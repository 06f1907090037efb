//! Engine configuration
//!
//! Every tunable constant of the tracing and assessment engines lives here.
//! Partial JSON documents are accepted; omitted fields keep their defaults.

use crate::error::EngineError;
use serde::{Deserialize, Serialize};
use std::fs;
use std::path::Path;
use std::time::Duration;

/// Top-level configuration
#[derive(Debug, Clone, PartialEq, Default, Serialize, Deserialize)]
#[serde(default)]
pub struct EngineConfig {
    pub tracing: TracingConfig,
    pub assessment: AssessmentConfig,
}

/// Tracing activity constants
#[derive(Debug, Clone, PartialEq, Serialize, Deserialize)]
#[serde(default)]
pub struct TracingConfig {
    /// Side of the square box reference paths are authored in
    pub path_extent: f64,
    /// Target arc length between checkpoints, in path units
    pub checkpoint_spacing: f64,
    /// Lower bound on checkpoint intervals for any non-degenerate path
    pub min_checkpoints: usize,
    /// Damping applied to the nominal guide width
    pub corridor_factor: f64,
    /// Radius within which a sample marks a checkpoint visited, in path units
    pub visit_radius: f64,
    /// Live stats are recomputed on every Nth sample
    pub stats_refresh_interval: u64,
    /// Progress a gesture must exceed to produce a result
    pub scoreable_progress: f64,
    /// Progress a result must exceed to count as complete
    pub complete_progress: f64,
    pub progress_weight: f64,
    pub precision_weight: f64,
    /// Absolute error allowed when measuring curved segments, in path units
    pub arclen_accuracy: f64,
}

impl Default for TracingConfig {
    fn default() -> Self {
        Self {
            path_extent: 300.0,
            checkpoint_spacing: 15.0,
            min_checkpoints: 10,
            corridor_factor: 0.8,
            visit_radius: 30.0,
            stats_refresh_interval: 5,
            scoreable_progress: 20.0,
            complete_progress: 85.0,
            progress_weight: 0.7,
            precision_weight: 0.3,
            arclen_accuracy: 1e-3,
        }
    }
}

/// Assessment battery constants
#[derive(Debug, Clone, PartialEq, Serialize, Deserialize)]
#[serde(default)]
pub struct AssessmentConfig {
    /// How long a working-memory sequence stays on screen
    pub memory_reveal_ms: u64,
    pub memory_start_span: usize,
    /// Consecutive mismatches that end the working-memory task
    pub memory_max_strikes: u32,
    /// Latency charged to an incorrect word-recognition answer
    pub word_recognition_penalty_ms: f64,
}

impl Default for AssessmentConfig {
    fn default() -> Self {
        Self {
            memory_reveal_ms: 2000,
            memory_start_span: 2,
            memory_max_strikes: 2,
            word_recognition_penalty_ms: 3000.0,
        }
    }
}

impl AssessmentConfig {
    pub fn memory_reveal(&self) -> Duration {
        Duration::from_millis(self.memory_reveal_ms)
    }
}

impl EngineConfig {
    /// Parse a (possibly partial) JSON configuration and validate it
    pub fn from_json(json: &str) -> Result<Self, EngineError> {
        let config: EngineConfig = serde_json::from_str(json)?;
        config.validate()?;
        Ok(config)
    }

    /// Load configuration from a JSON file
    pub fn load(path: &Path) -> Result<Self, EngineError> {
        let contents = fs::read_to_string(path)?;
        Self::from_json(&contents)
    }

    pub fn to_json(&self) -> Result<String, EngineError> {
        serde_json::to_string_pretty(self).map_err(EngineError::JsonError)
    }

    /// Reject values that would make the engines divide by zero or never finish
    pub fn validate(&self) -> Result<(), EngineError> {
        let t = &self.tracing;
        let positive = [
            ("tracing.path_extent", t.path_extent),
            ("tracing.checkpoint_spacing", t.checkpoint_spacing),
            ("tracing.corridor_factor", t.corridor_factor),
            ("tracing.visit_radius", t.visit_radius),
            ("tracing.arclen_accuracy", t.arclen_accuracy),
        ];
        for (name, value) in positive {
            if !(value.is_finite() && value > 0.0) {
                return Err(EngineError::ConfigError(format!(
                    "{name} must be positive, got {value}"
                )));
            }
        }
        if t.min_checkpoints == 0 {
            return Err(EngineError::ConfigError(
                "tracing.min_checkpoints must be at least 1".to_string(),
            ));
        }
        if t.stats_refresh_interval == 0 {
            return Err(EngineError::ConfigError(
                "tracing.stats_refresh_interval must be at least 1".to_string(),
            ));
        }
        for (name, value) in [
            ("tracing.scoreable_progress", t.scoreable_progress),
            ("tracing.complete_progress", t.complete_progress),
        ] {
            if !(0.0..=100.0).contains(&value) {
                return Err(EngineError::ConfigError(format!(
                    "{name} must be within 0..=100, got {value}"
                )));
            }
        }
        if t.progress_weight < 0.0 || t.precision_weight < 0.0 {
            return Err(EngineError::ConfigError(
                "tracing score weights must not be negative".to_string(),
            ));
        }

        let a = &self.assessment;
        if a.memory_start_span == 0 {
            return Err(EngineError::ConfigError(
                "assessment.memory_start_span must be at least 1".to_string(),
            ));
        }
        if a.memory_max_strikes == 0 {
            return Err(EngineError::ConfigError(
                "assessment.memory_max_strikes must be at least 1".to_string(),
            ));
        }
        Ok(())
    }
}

++++

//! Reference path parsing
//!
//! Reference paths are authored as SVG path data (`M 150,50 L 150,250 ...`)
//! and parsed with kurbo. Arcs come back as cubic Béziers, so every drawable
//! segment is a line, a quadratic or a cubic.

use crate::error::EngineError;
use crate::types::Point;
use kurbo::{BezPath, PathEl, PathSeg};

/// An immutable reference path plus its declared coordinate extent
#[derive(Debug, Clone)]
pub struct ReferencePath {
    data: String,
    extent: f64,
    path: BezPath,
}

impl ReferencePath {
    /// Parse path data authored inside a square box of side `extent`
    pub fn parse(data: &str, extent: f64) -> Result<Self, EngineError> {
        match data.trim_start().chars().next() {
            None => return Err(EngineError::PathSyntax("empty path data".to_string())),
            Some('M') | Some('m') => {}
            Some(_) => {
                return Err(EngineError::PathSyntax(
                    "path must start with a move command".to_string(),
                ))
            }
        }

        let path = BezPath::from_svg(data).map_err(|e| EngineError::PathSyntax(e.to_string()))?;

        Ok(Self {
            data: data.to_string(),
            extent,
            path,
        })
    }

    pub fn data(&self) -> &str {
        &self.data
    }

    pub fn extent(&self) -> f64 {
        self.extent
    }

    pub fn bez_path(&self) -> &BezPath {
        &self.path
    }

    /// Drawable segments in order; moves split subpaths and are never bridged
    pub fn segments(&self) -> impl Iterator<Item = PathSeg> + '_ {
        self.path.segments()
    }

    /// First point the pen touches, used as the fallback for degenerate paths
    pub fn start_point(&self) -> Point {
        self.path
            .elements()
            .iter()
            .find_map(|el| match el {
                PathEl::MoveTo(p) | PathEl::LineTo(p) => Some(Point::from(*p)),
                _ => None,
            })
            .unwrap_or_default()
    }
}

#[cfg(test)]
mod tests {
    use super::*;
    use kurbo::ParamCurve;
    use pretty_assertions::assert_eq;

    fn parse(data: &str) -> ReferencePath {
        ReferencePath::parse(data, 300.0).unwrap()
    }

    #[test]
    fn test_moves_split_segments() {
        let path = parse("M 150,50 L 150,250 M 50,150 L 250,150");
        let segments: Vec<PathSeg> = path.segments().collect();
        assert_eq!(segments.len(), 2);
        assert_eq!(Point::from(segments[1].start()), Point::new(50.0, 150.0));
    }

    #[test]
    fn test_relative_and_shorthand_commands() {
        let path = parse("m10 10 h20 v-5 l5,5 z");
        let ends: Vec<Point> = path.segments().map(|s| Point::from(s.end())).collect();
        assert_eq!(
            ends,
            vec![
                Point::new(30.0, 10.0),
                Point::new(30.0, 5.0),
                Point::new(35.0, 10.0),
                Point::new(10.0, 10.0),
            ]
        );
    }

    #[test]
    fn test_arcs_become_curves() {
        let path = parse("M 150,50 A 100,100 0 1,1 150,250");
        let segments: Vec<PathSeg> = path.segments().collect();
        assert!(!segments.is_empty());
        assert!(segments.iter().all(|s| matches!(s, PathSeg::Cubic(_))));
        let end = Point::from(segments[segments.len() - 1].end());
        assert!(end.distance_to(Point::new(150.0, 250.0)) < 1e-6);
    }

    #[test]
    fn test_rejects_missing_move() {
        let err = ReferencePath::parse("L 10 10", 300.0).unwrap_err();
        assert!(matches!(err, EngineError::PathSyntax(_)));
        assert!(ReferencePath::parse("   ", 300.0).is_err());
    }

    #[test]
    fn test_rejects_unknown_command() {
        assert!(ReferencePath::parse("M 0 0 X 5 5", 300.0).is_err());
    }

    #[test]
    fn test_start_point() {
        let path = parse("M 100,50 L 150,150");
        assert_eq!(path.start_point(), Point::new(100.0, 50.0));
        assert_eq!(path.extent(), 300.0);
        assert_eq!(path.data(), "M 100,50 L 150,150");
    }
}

++++

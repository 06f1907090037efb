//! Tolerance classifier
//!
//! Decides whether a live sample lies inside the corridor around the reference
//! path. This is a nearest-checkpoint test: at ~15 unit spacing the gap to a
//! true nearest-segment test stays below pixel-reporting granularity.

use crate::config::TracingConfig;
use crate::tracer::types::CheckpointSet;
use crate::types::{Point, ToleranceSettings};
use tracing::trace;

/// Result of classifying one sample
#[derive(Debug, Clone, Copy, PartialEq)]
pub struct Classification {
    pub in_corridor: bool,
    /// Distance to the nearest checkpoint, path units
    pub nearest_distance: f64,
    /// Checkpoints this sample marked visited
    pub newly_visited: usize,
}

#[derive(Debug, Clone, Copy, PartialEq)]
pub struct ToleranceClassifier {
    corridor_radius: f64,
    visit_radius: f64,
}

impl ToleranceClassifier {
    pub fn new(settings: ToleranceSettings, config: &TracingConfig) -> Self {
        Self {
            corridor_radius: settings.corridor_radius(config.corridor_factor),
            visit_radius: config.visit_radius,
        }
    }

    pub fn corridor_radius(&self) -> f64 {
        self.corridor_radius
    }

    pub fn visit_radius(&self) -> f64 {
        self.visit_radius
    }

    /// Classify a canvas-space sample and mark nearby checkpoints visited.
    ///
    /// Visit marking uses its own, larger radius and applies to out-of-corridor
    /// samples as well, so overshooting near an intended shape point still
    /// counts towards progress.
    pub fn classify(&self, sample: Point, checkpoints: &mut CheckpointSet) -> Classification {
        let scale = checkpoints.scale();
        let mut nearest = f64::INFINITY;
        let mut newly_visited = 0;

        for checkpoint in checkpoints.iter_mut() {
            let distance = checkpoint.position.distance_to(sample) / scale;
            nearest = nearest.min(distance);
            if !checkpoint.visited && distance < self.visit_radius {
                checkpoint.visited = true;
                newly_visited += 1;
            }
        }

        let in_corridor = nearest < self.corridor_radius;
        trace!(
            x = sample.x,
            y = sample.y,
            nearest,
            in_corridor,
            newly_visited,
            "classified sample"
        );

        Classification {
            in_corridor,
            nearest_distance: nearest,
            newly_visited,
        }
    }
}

++++

> Work to be completed
Every line of the listing that includes the word "constants" must be copied.

> Answer space
/// Tracing activity constants
/// Assessment battery constants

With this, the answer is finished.